[Dataset entries]
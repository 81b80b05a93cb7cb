// Delta model: a transition into a target version.
//
// A delta is one tagged body (dense or sparse) plus an optional integrity
// digest. The two capabilities are orthogonal and reported as `DeltaFlags`.
//
// - `bitmap`: ChangeBitmap locating changed bytes
// - `codec`:  `diff_*` producers and the `apply` patcher

pub mod bitmap;
pub mod codec;

use bitflags::bitflags;

use crate::integrity::{HashAlgorithm, Integrity};

pub use bitmap::ChangeBitmap;
pub use codec::{DiffMode, apply, diff, diff_dense, diff_sparse};

/// Version value of a snapshot (or a delta) that has never been stamped.
pub const UNVERSIONED: i64 = i64::MIN;

bitflags! {
    /// Capabilities carried by a delta.
    #[derive(Debug, Clone, Copy, PartialEq, Eq, Hash)]
    pub struct DeltaFlags: u8 {
        /// Body holds only changed bytes plus a bitmap.
        const SPARSE = 1 << 0;
        /// An integrity digest is attached.
        const HASHED = 1 << 1;
    }
}

// ---------------------------------------------------------------------------
// Body
// ---------------------------------------------------------------------------

/// The payload half of a delta.
#[derive(Debug, Clone, PartialEq, Eq)]
pub enum DeltaBody {
    /// Entire target buffer, or `None` when the target is absent/deleted.
    Dense { payload: Option<Vec<u8>> },
    /// Changed bytes in left-to-right order and the positions they go to.
    Sparse {
        changed: Vec<u8>,
        bitmap: ChangeBitmap,
    },
}

// ---------------------------------------------------------------------------
// Delta
// ---------------------------------------------------------------------------

/// Immutable description of a transition into `version`.
#[derive(Debug, Clone, PartialEq, Eq)]
pub struct Delta {
    version: i64,
    target_length: Option<usize>,
    body: DeltaBody,
    integrity: Option<Integrity>,
}

impl Delta {
    /// Dense delta carrying the whole target.
    ///
    /// The target length is taken from the payload; an absent payload has
    /// an unknown length.
    pub fn dense(payload: Option<Vec<u8>>) -> Self {
        Self {
            version: UNVERSIONED,
            target_length: payload.as_ref().map(Vec::len),
            body: DeltaBody::Dense { payload },
            integrity: None,
        }
    }

    /// Sparse delta producing a buffer of `target_length` bytes.
    pub fn sparse(target_length: Option<usize>, changed: Vec<u8>, bitmap: ChangeBitmap) -> Self {
        Self {
            version: UNVERSIONED,
            target_length,
            body: DeltaBody::Sparse { changed, bitmap },
            integrity: None,
        }
    }

    /// Assemble a delta from raw parts without checking the invariants.
    ///
    /// Used by the wire decoder and by tests that need malformed deltas.
    pub fn from_parts(
        version: i64,
        target_length: Option<usize>,
        body: DeltaBody,
        integrity: Option<Integrity>,
    ) -> Self {
        Self {
            version,
            target_length,
            body,
            integrity,
        }
    }

    /// Stamp the version this delta moves its receiver to.
    #[must_use]
    pub fn with_version(mut self, version: i64) -> Self {
        self.version = version;
        self
    }

    /// Attach (or replace) the integrity digest.
    #[must_use]
    pub fn with_integrity(mut self, integrity: Option<Integrity>) -> Self {
        self.integrity = integrity;
        self
    }

    #[must_use]
    pub fn with_target_length(mut self, target_length: Option<usize>) -> Self {
        self.target_length = target_length;
        self
    }

    #[inline]
    pub fn version(&self) -> i64 {
        self.version
    }

    /// Length of the buffer this delta produces, `None` if unknown.
    #[inline]
    pub fn target_length(&self) -> Option<usize> {
        self.target_length
    }

    #[inline]
    pub fn body(&self) -> &DeltaBody {
        &self.body
    }

    #[inline]
    pub fn integrity(&self) -> Option<&Integrity> {
        self.integrity.as_ref()
    }

    /// Algorithm implied by the attached digest, if recognised.
    pub fn hash_algorithm(&self) -> Option<HashAlgorithm> {
        self.integrity.as_ref().and_then(Integrity::algorithm)
    }

    /// The payload bytes: full target for dense, changed bytes for sparse.
    pub fn payload(&self) -> Option<&[u8]> {
        match &self.body {
            DeltaBody::Dense { payload } => payload.as_deref(),
            DeltaBody::Sparse { changed, .. } => Some(changed),
        }
    }

    pub fn bitmap(&self) -> Option<&ChangeBitmap> {
        match &self.body {
            DeltaBody::Dense { .. } => None,
            DeltaBody::Sparse { bitmap, .. } => Some(bitmap),
        }
    }

    #[inline]
    pub fn is_sparse(&self) -> bool {
        matches!(self.body, DeltaBody::Sparse { .. })
    }

    pub fn flags(&self) -> DeltaFlags {
        let mut flags = DeltaFlags::empty();
        if self.is_sparse() {
            flags |= DeltaFlags::SPARSE;
        }
        if self.integrity.is_some() {
            flags |= DeltaFlags::HASHED;
        }
        flags
    }

    /// Check the structural invariants of the body.
    ///
    /// Sparse: set bits == changed bytes, and the bitmap covers exactly
    /// `target_length` positions when the length is known.
    /// Dense: payload length equals `target_length` when both are known.
    pub fn is_well_formed(&self) -> bool {
        match &self.body {
            DeltaBody::Dense { payload } => match (payload, self.target_length) {
                (Some(p), Some(len)) => p.len() == len,
                _ => true,
            },
            DeltaBody::Sparse { changed, bitmap } => {
                let covers = self
                    .target_length
                    .is_none_or(|len| bitmap.len_bytes() == bitmap::byte_length(len));
                covers && bitmap.count_ones() == changed.len()
            }
        }
    }

    /// Size summary for diagnostics.
    pub fn stats(&self) -> DeltaStats {
        let payload_len = self.payload().map_or(0, <[u8]>::len);
        let bitmap_len = self.bitmap().map_or(0, ChangeBitmap::len_bytes);
        let digest_len = self.integrity.as_ref().map_or(0, |i| i.digest().len());
        DeltaStats {
            target_len: self.target_length,
            changed_bytes: payload_len,
            bitmap_len,
            digest_len,
        }
    }
}

/// Size summary of a delta.
#[derive(Debug, Clone, Copy, PartialEq, Eq)]
pub struct DeltaStats {
    pub target_len: Option<usize>,
    /// Bytes the delta writes into the target (all of them for dense).
    pub changed_bytes: usize,
    pub bitmap_len: usize,
    pub digest_len: usize,
}
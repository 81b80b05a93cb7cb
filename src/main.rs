fn main() {
    #[cfg(feature = "cli")]
    verdelta::cli::run();

    #[cfg(not(feature = "cli"))]
    {
        eprintln!("verdelta: CLI not enabled. Rebuild with `--features cli`.");
        std::process::exit(1);
    }
}
// Fixed-position byte-wise diff and patch.
//
// `diff_sparse` compares `new` against `old` position by position and keeps
// only the bytes that differ, plus a bitmap locating them. `apply` replays a
// delta over a baseline. Neither function fails: malformed deltas produce
// best-effort output and validation is left to the caller.

use super::bitmap::byte_length;
use super::{ChangeBitmap, Delta, DeltaBody};

/// Which delta body `diff` should produce.
#[derive(Debug, Clone, Copy, PartialEq, Eq, Default)]
pub enum DiffMode {
    /// Full target payload.
    Dense,
    /// Changed bytes plus a bitmap (falls back to dense without a baseline).
    #[default]
    Sparse,
}

// ---------------------------------------------------------------------------
// Diff
// ---------------------------------------------------------------------------

/// Diff `old -> new` with the caller's choice of body.
pub fn diff(old: Option<&[u8]>, new: &[u8], mode: DiffMode) -> Delta {
    match mode {
        DiffMode::Dense => diff_dense(Some(new)),
        DiffMode::Sparse => diff_sparse(old, new),
    }
}

/// Dense delta carrying all of `new`. `None` describes a deleted target.
pub fn diff_dense(new: Option<&[u8]>) -> Delta {
    Delta::dense(new.map(<[u8]>::to_vec))
}

/// Sparse delta holding only the bytes of `new` that differ from `old`.
///
/// A byte at position `i` is changed iff `i >= old.len()` or
/// `new[i] != old[i]`. Without a baseline the result is dense, since
/// positions mean nothing without something to patch.
pub fn diff_sparse(old: Option<&[u8]>, new: &[u8]) -> Delta {
    let Some(old) = old else {
        log::trace!("diff_sparse: no baseline, emitting dense ({} bytes)", new.len());
        return diff_dense(Some(new));
    };

    let mut bitmap = ChangeBitmap::new(new.len());
    let mut changed = Vec::with_capacity(new.len());

    for (i, &byte) in new.iter().enumerate() {
        if old.get(i) != Some(&byte) {
            changed.push(byte);
            bitmap.set(i);
        }
    }
    changed.shrink_to_fit();

    log::trace!(
        "diff_sparse: {} of {} bytes changed (baseline {} bytes)",
        changed.len(),
        new.len(),
        old.len()
    );

    Delta::sparse(Some(new.len()), changed, bitmap)
}

// ---------------------------------------------------------------------------
// Apply
// ---------------------------------------------------------------------------

/// Rebuild a target from `old` and `delta`.
///
/// Dense bodies return their payload verbatim. Sparse bodies with an
/// unknown target length, or applied without a baseline, also return their
/// payload verbatim, as do sparse bodies whose bitmap does not cover
/// exactly the target length. Otherwise set bits take the next payload
/// byte, unset bits copy `old[i]`, and positions past the end of `old`
/// stay `0`.
pub fn apply(old: Option<&[u8]>, delta: &Delta) -> Option<Vec<u8>> {
    match delta.body() {
        DeltaBody::Dense { payload } => payload.clone(),
        DeltaBody::Sparse { changed, bitmap } => match (old, delta.target_length()) {
            (Some(old), Some(target_len))
                if bitmap.len_bytes() == byte_length(target_len) =>
            {
                Some(merge(old, changed, bitmap, target_len))
            }
            (Some(_), Some(target_len)) => {
                log::debug!(
                    "apply: {}-byte bitmap cannot cover target length {target_len}, \
                     returning payload verbatim",
                    bitmap.len_bytes()
                );
                Some(changed.clone())
            }
            _ => Some(changed.clone()),
        },
    }
}

fn merge(old: &[u8], changed: &[u8], bitmap: &ChangeBitmap, target_len: usize) -> Vec<u8> {
    let mut out = vec![0u8; target_len];
    let mut cursor = changed.iter();

    for (i, slot) in out.iter_mut().enumerate() {
        if bitmap.test(i) {
            // A short payload leaves the remaining changed slots zeroed.
            if let Some(&byte) = cursor.next() {
                *slot = byte;
            }
        } else if let Some(&byte) = old.get(i) {
            *slot = byte;
        }
    }

    out
}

> WHAT THE TASK REQUIRES
Above are some records; copy each line there that contains "bodies".

> YOUR RESPONSE
/// Dense bodies return their payload verbatim. Sparse bodies with an
/// payload verbatim, as do sparse bodies whose bitmap does not cover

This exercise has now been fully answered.